1981 – Quantum Computing

Richard Feynman, an American physicist, had first proposed the idea of a quantum computer in the 1980s which are now a reality! Most big companies across the world like Google, Facebook and governmental organizations take the help of quantum computing to quicken calculation speed and generation of results.

The massive surge in space research is the result of quantum computers. The quantum processor is generally composed of five highly superconducting qubits. In August 2016, scientists at the University of Maryland successfully built the first reprogrammable quantum computer. – Wiki

1994 – Predator Drone

The RQ-1 Predator drone was originally conceptualized in the 1980s, but was eventually flight-tested in 1994 in the Mojave Desert. The drone is a multi-role aircraft or MQ that helps it go beyond passive reconnaissance.

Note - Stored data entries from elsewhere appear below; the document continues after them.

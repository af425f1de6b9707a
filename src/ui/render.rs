use std::io::Write;
use std::sync::Arc;

use chrono::Local;

use crate::models::{Conversation, Message, Role};
use crate::providers::ProviderError;
use crate::services::markdown::render_markdown;
use crate::services::TurnObserver;

const ASSISTANT_LABEL: &str = "\x1b[1;35massistant\x1b[0m";
const USER_LABEL: &str = "\x1b[1;36myou\x1b[0m";
const ERROR_STYLE: &str = "\x1b[31m";
const RESET: &str = "\x1b[0m";

/// Prints a streaming reply as it arrives.
pub struct TerminalObserver<W: Write + Send> {
    out: W,
    started: bool,
}

impl<W: Write + Send> TerminalObserver<W> {
    pub fn new(out: W) -> Self {
        Self {
            out,
            started: false,
        }
    }

    pub fn into_inner(self) -> W {
        self.out
    }

    fn emit(&mut self, text: &str) {
        let result = self
            .out
            .write_all(text.as_bytes())
            .and_then(|_| self.out.flush());
        if let Err(e) = result {
            tracing::debug!("Failed to write to terminal: {}", e);
        }
    }
}

impl<W: Write + Send> TurnObserver for TerminalObserver<W> {
    fn on_delta(&mut self, _messages: &Arc<Vec<Message>>, delta: &str) {
        if !self.started {
            self.started = true;
            self.emit(&format!("{}\n", ASSISTANT_LABEL));
        }
        self.emit(delta);
    }

    fn on_error(&mut self, error: &ProviderError) {
        let lead = if self.started { "\n" } else { "" };
        self.emit(&format!(
            "{}{}{}{}\n",
            lead,
            ERROR_STYLE,
            error.user_message(),
            RESET
        ));
    }

    fn on_complete(&mut self, _content: &str) {
        if self.started {
            self.emit("\n");
        }
    }
}

pub fn format_conversation_list(conversations: &[Conversation], current: Option<&str>) -> String {
    if conversations.is_empty() {
        return "No conversations yet.\n".to_string();
    }
    let mut out = String::new();
    for (i, c) in conversations.iter().enumerate() {
        let marker = if current == Some(c.id.as_str()) { '*' } else { ' ' };
        out.push_str(&format!(
            "{} {:>3}. {}  {}\n",
            marker,
            i + 1,
            c.updated_at.with_timezone(&Local).format("%Y-%m-%d %H:%M"),
            c.title
        ));
    }
    out
}

pub fn format_message(message: &Message, markdown: bool) -> String {
    let label = match message.role {
        Role::User => USER_LABEL,
        Role::Assistant => ASSISTANT_LABEL,
    };
    let body = match (message.role, markdown) {
        (Role::Assistant, true) => render_markdown(&message.content),
        _ => message.content.clone(),
    };
    format!("{}\n{}\n", label, body)
}

pub fn format_history(messages: &[Message], markdown: bool) -> String {
    messages
        .iter()
        .map(|m| format_message(m, markdown))
        .collect::<Vec<_>>()
        .join("\n")
}

#[cfg(test)]
mod tests {
    use chrono::Utc;

    use super::*;
    use crate::services::markdown::strip_ansi;

    fn conversation(id: &str, title: &str) -> Conversation {
        Conversation {
            id: id.to_string(),
            title: title.to_string(),
            created_at: Utc::now(),
            updated_at: Utc::now(),
        }
    }

    #[test]
    fn test_observer_prints_deltas_in_order() {
        let mut observer = TerminalObserver::new(Vec::new());
        let messages = Arc::new(Vec::new());
        observer.on_delta(&messages, "Hel");
        observer.on_delta(&messages, "lo");
        observer.on_complete("Hello");

        let printed = String::from_utf8(observer.into_inner()).unwrap();
        assert_eq!(strip_ansi(&printed), "assistant\nHello\n");
    }

    #[test]
    fn test_observer_prints_user_facing_error() {
        let mut observer = TerminalObserver::new(Vec::new());
        observer.on_error(&ProviderError::RateLimited);

        let printed = String::from_utf8(observer.into_inner()).unwrap();
        assert_eq!(
            strip_ansi(&printed),
            "Rate limit exceeded. Please wait a moment and try again.\n"
        );
    }

    #[test]
    fn test_conversation_list_marks_current() {
        let list = [conversation("a", "First"), conversation("b", "Second")];
        let text = format_conversation_list(&list, Some("b"));
        let lines: Vec<&str> = text.lines().collect();
        assert!(lines[0].starts_with("    1. "));
        assert!(lines[0].ends_with("First"));
        assert!(lines[1].starts_with("*   2. "));
        assert_eq!(format_conversation_list(&[], None), "No conversations yet.\n");
    }

    #[test]
    fn test_history_renders_assistant_markdown() {
        let messages = [
            Message::new(Role::User, "**raw**"),
            Message::new(Role::Assistant, "**styled**"),
        ];
        let styled = strip_ansi(&format_history(&messages, true));
        assert_eq!(styled, "you\n**raw**\n\nassistant\nstyled\n");

        let plain = strip_ansi(&format_history(&messages, false));
        assert_eq!(plain, "you\n**raw**\n\nassistant\n**styled**\n");
    }
}
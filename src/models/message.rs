use chrono::{DateTime, Utc};
use serde::{Deserialize, Serialize};
use uuid::Uuid;

#[derive(Debug, Clone, Copy, PartialEq, Eq, Serialize, Deserialize)]
#[serde(rename_all = "lowercase")]
pub enum Role {
    User,
    Assistant,
}

impl Role {
    pub fn as_str(&self) -> &'static str {
        match self {
            Role::User => "user",
            Role::Assistant => "assistant",
        }
    }

    pub fn from_str(s: &str) -> Option<Self> {
        match s {
            "user" => Some(Role::User),
            "assistant" => Some(Role::Assistant),
            _ => None,
        }
    }
}

#[derive(Debug, Clone, PartialEq, Serialize, Deserialize)]
pub struct Message {
    pub id: String,
    pub role: Role,
    pub content: String,
    pub timestamp: DateTime<Utc>,
}

impl Message {
    /// A fresh client-side message with a random id and the current time.
    pub fn new(role: Role, content: impl Into<String>) -> Self {
        Self {
            id: Uuid::new_v4().to_string(),
            role,
            content: content.into(),
            timestamp: Utc::now(),
        }
    }
}
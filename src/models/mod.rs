pub mod conversation;
pub mod message;

pub use conversation::{title_from_message, Conversation};
pub use message::{Message, Role};
use futures::StreamExt;
use tokio_util::sync::CancellationToken;

use crate::models::{Message, Role};
use crate::providers::{ByteStream, ProviderError, StreamDecoder};

/// Folds streamed deltas into the in-progress assistant message.
///
/// Lists are never edited in place: every delta produces a new list in
/// which the assistant message is either replaced or appended.
#[derive(Debug, Default)]
pub struct MessageAssembler {
    content: String,
    message_id: Option<String>,
}

impl MessageAssembler {
    pub fn new() -> Self {
        Self::default()
    }

    pub fn content(&self) -> &str {
        &self.content
    }

    pub fn into_content(self) -> String {
        self.content
    }

    pub fn apply(&mut self, messages: &[Message], delta: &str) -> Vec<Message> {
        self.content.push_str(delta);

        let mut next = messages.to_vec();
        match (next.last_mut(), self.message_id.as_deref()) {
            (Some(last), Some(id)) if last.id == id && last.role == Role::Assistant => {
                last.content.clone_from(&self.content);
            }
            _ => {
                let message = Message::new(Role::Assistant, self.content.clone());
                self.message_id = Some(message.id.clone());
                next.push(message);
            }
        }
        next
    }
}

#[derive(Debug, Clone, Copy, PartialEq, Eq)]
pub enum StreamEnd {
    /// The body ended or sent the `[DONE]` sentinel.
    Finished,
    Cancelled,
}

/// Read a response body to the end, handing each delta to `on_delta` in
/// receipt order. Cancellation is checked before every chunk read; once it
/// fires the body is dropped and `on_delta` is not called again.
pub async fn consume_stream<F>(
    mut body: ByteStream,
    cancel: &CancellationToken,
    mut on_delta: F,
) -> Result<StreamEnd, ProviderError>
where
    F: FnMut(String),
{
    let mut decoder = StreamDecoder::new();

    loop {
        let next = tokio::select! {
            biased;
            _ = cancel.cancelled() => {
                tracing::debug!("Stream cancelled by caller");
                return Ok(StreamEnd::Cancelled);
            }
            next = body.next() => next,
        };

        match next {
            Some(Ok(chunk)) => {
                for delta in decoder.push(&chunk) {
                    on_delta(delta);
                }
                if decoder.is_done() {
                    break;
                }
            }
            Some(Err(e)) => {
                tracing::warn!("Stream interrupted: {}", e);
                return Err(e);
            }
            None => {
                for delta in decoder.finish() {
                    on_delta(delta);
                }
                break;
            }
        }
    }

    if decoder.malformed_frames() > 0 {
        tracing::warn!(
            "Skipped {} malformed stream frames",
            decoder.malformed_frames()
        );
    }

    Ok(StreamEnd::Finished)
}

#[cfg(test)]
mod tests {
    use bytes::Bytes;
    use futures::stream;

    use super::*;

    fn body(chunks: Vec<Result<&'static str, ProviderError>>) -> ByteStream {
        stream::iter(
            chunks
                .into_iter()
                .map(|chunk| chunk.map(|text| Bytes::from_static(text.as_bytes()))),
        )
        .boxed()
    }

    #[test]
    fn test_first_delta_appends_assistant_message() {
        let history = vec![Message::new(Role::User, "Hi")];
        let mut assembler = MessageAssembler::new();

        let next = assembler.apply(&history, "Hel");
        assert_eq!(history.len(), 1);
        assert_eq!(next.len(), 2);
        assert_eq!(next[1].role, Role::Assistant);
        assert_eq!(next[1].content, "Hel");

        let after = assembler.apply(&next, "lo");
        assert_eq!(after.len(), 2);
        assert_eq!(after[1].id, next[1].id);
        assert_eq!(after[1].content, "Hello");
        assert_eq!(next[1].content, "Hel");
        assert_eq!(assembler.content(), "Hello");
    }

    #[test]
    fn test_previous_assistant_reply_is_not_overwritten() {
        let history = vec![
            Message::new(Role::User, "One"),
            Message::new(Role::Assistant, "Earlier answer"),
        ];
        let mut assembler = MessageAssembler::new();

        let next = assembler.apply(&history, "New");
        assert_eq!(next.len(), 3);
        assert_eq!(next[1].content, "Earlier answer");
        assert_eq!(next[2].content, "New");
    }

    #[tokio::test]
    async fn test_consume_collects_deltas_in_order() {
        let cancel = CancellationToken::new();
        let mut seen = Vec::new();
        let end = consume_stream(
            body(vec![
                Ok("data: {\"choices\":[{\"delta\":{\"content\":\"Hel\"}}]}\n"),
                Ok("data: {\"choices\":[{\"delta\":{\"content\":\"lo\"}}]}\n"),
                Ok("data: [DONE]\n"),
            ]),
            &cancel,
            |delta| seen.push(delta),
        )
        .await
        .unwrap();

        assert_eq!(end, StreamEnd::Finished);
        assert_eq!(seen, vec!["Hel", "lo"]);
    }

    #[tokio::test]
    async fn test_consume_flushes_residual_on_close() {
        let cancel = CancellationToken::new();
        let mut seen = Vec::new();
        consume_stream(
            body(vec![Ok("data: {\"choices\":[{\"delta\":{\"content\":\"end\"}}]}")]),
            &cancel,
            |delta| seen.push(delta),
        )
        .await
        .unwrap();
        assert_eq!(seen, vec!["end"]);
    }

    #[tokio::test]
    async fn test_consume_propagates_transport_error() {
        let cancel = CancellationToken::new();
        let mut seen = Vec::new();
        let result = consume_stream(
            body(vec![
                Ok("data: {\"choices\":[{\"delta\":{\"content\":\"partial\"}}]}\n"),
                Err(ProviderError::RequestFailed("connection reset".to_string())),
            ]),
            &cancel,
            |delta| seen.push(delta),
        )
        .await;

        assert_eq!(
            result,
            Err(ProviderError::RequestFailed("connection reset".to_string()))
        );
        assert_eq!(seen, vec!["partial"]);
    }

    #[tokio::test]
    async fn test_consume_stops_when_cancelled() {
        let cancel = CancellationToken::new();
        cancel.cancel();
        let mut calls = 0;
        let end = consume_stream(
            body(vec![Ok("data: {\"choices\":[{\"delta\":{\"content\":\"x\"}}]}\n")]),
            &cancel,
            |_| calls += 1,
        )
        .await
        .unwrap();

        assert_eq!(end, StreamEnd::Cancelled);
        assert_eq!(calls, 0);
    }
}
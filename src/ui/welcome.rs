use crate::config::APP_NAME;

pub struct Suggestion {
    pub title: &'static str,
    pub description: &'static str,
    pub prompt: &'static str,
}

pub const SUGGESTIONS: [Suggestion; 4] = [
    Suggestion {
        title: "Code",
        description: "Write, debug, or explain code",
        prompt: "Help me write a Python script that fetches data from an API and saves it to a CSV file",
    },
    Suggestion {
        title: "Trading",
        description: "Strategies & market analysis",
        prompt: "Explain the RSI indicator and how to use it for trading decisions",
    },
    Suggestion {
        title: "Chat",
        description: "General conversation",
        prompt: "What are some effective techniques for learning new skills faster?",
    },
    Suggestion {
        title: "Create",
        description: "Brainstorm & ideas",
        prompt: "Help me brainstorm ideas for a side project that could generate passive income",
    },
];

/// Prompt for `/suggest <n>`, counting from one.
pub fn suggestion_prompt(n: usize) -> Option<&'static str> {
    n.checked_sub(1)
        .and_then(|i| SUGGESTIONS.get(i))
        .map(|s| s.prompt)
}

pub fn welcome_text(show_suggestions: bool) -> String {
    let mut text = format!(
        "{}\nYour personal AI assistant for coding, trading, and everything in between.\n",
        APP_NAME
    );
    if show_suggestions {
        text.push('\n');
        for (i, s) in SUGGESTIONS.iter().enumerate() {
            text.push_str(&format!("  {}. {:<8} {}\n", i + 1, s.title, s.description));
        }
        text.push_str("\nType a message, /suggest <n>, or /help.\n");
    }
    text
}
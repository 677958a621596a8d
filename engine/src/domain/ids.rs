//! Bot and client-order-id newtypes
//!
//! `ClientOrderId` wraps the bare integer the exchange round-trips so the
//! prefix/ownership invariant (spec §3 "ClientOrderId") is checked in one
//! place instead of being re-derived by every caller.

use serde::{Deserialize, Serialize};

#[derive(Debug, Clone, Copy, PartialEq, Eq, Hash, PartialOrd, Ord, Serialize, Deserialize)]
pub struct BotId(pub i64);

impl std::fmt::Display for BotId {
    fn fmt(&self, f: &mut std::fmt::Formatter<'_>) -> std::fmt::Result {
        write!(f, "{}", self.0)
    }
}

#[derive(Debug, Clone, Copy, PartialEq, Eq, Hash, PartialOrd, Ord, Serialize, Deserialize)]
pub struct ClientOrderId(pub i64);

impl ClientOrderId {
    pub fn new(value: i64) -> Self {
        Self(value)
    }

    /// An order is attributed to `bot` iff its id starts with the bot's
    /// prefix. The caller must additionally check `createdAt >= bot.created_at`
    /// (spec §3 / §4.2) since this alone cannot distinguish a previous
    /// incarnation of the same bot id.
    pub fn starts_with_prefix(&self, prefix: i64) -> bool {
        let id = self.0.to_string();
        let prefix = prefix.to_string();
        id.starts_with(&prefix)
    }
}

impl std::fmt::Display for ClientOrderId {
    fn fmt(&self, f: &mut std::fmt::Formatter<'_>) -> std::fmt::Result {
        write!(f, "{}", self.0)
    }
}

#[cfg(test)]
mod tests {
    use super::*;

    #[test]
    fn prefix_match() {
        let id = ClientOrderId::new(4217_999);
        assert!(id.starts_with_prefix(4217));
        assert!(!id.starts_with_prefix(4218));
    }

    #[test]
    fn prefix_collision_is_textual_not_numeric() {
        // "421" is a textual prefix of "4217999" even though 421 does not
        // divide 4217999 arithmetically - this mirrors the spec's
        // string-based clientId.toString().startsWith(prefix) filter.
        let id = ClientOrderId::new(4217_999);
        assert!(id.starts_with_prefix(421));
    }
}
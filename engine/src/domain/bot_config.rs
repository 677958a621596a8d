//! Per-bot configuration
//!
//! `BotConfig` is the persisted row the (out-of-scope) management surface
//! reads and writes; the engine only ever writes `next_validation_at` back
//! (spec §6 "Persisted bot config").

use std::collections::HashSet;

use chrono::{DateTime, Utc};
use serde::{Deserialize, Serialize};

use super::ids::BotId;

#[derive(Debug, Clone, Copy, PartialEq, Eq, Serialize, Deserialize)]
pub enum ExecutionMode {
    Realtime,
    OnCandleClose,
}

#[derive(Debug, Clone, Copy, PartialEq, Eq, Serialize, Deserialize)]
pub enum BotStatus {
    Running,
    Stopped,
}

/// Full per-bot configuration (spec §3 "BotConfig").
#[derive(Debug, Clone, Serialize, Deserialize)]
pub struct BotConfig {
    // Identity
    pub bot_id: BotId,
    pub bot_name: String,
    pub strategy_name: String,
    pub api_key: String,
    #[serde(skip_serializing)]
    pub api_secret: String,
    pub bot_client_order_id_prefix: i64,

    // Risk knobs
    pub capital_percentage: f64,
    pub max_open_orders: usize,
    pub max_negative_pnl_stop_pct: f64,
    pub min_profit_percentage: f64,
    pub max_slippage_pct: f64,
    pub order_execution_timeout_seconds: u64,

    // Strategy knobs
    pub time: String,
    pub execution_mode: ExecutionMode,
    pub authorized_tokens: HashSet<String>,
    pub enable_trailing_stop: bool,
    pub enable_hybrid_stop_strategy: bool,
    pub enable_post_only: bool,
    pub enable_market_fallback: bool,
    pub enable_orphan_order_monitor: bool,

    // Hybrid-stop knobs
    pub initial_stop_atr_multiplier: f64,
    pub trailing_stop_atr_multiplier: f64,
    pub partial_take_profit_atr_multiplier: f64,
    pub partial_take_profit_percentage: f64,

    // Scheduling / lifecycle
    pub next_validation_at: DateTime<Utc>,
    pub created_at: DateTime<Utc>,
    pub status: BotStatus,
}

impl BotConfig {
    /// Returns true if `authorized_tokens` is empty (meaning "no filter") or
    /// contains `symbol`. Spec §4.1 step 4: markets are filtered by
    /// `authorizedTokens` only "if set".
    pub fn is_authorized(&self, symbol: &str) -> bool {
        self.authorized_tokens.is_empty() || self.authorized_tokens.contains(symbol)
    }

    pub fn botkey(&self) -> BotKey {
        BotKey {
            strategy_name: self.strategy_name.clone(),
            api_key: self.api_key.clone(),
        }
    }
}

/// Key identifying a shared `AccountCache` entry: `(strategy, apiKey)`
/// (spec §4.1).
#[derive(Debug, Clone, PartialEq, Eq, Hash)]
pub struct BotKey {
    pub strategy_name: String,
    pub api_key: String,
}

#[cfg(test)]
mod tests {
    use super::*;

    fn sample() -> BotConfig {
        BotConfig {
            bot_id: BotId(1),
            bot_name: "scalper-1".to_string(),
            strategy_name: "ema_cross".to_string(),
            api_key: "key".to_string(),
            api_secret: "secret".to_string(),
            bot_client_order_id_prefix: 4217,
            capital_percentage: 10.0,
            max_open_orders: 3,
            max_negative_pnl_stop_pct: 4.0,
            min_profit_percentage: 0.5,
            max_slippage_pct: 0.2,
            order_execution_timeout_seconds: 12,
            time: "5m".to_string(),
            execution_mode: ExecutionMode::Realtime,
            authorized_tokens: HashSet::new(),
            enable_trailing_stop: false,
            enable_hybrid_stop_strategy: false,
            enable_post_only: true,
            enable_market_fallback: true,
            enable_orphan_order_monitor: true,
            initial_stop_atr_multiplier: 1.5,
            trailing_stop_atr_multiplier: 1.0,
            partial_take_profit_atr_multiplier: 1.0,
            partial_take_profit_percentage: 50.0,
            next_validation_at: Utc::now(),
            created_at: Utc::now(),
            status: BotStatus::Running,
        }
    }

    #[test]
    fn empty_authorized_tokens_means_unrestricted() {
        let bot = sample();
        assert!(bot.is_authorized("ANYTHING_PERP"));
    }

    #[test]
    fn nonempty_authorized_tokens_restricts() {
        let mut bot = sample();
        bot.authorized_tokens.insert("BTC_USDC_PERP".to_string());
        assert!(bot.is_authorized("BTC_USDC_PERP"));
        assert!(!bot.is_authorized("ETH_USDC_PERP"));
    }
}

It is the first machine in the world where machines replace humans in the battlefield as an unmanned aerial bot. Though they cause massive collateral damage, they are being widely adopted by militaries across the world for fighting global terrorism.

1999 AD – Simputer

The “simple, inexpensive and multilingual people’s computer” or the Simputer was the idea of a team of 7 scientists of the Indian Institute of Science, Bangalore in collaboration with Encore India, a company based in Bangalore. It was a Linux-based device that was an open hardware handheld computer, self-contained and hand-held for personal usage and was meant to bring internet to the masses of India and a low-cost alternative to costly computers. It was commercially launched in 2002.

The Simputer is considered as an early inspiration for handheld mobile devices like the Apple iPhone. Current Simputer derivatives are used by the Indian Army, the Indian government and other public and private organizations for e-governance and better strategic management in remote areas.

2008 AD – LHC (Large Hadron Collider)

Arguably the largest and most powerful single machine on Earth is the LHC – a particle accelerator or collider! The collider is a 27-kilometer ring of superconducting magnets that is used to collide subatomic particles at nearly the speed of light.

On September 10, 2008, the LHC at CERN in Switzerland was first turned on and since then, it had made some really astonishing discoveries like the Higgs-Boson (God Particle) found in 2012 which can lead us to know more about black holes, multiple universes and interstellar time travel!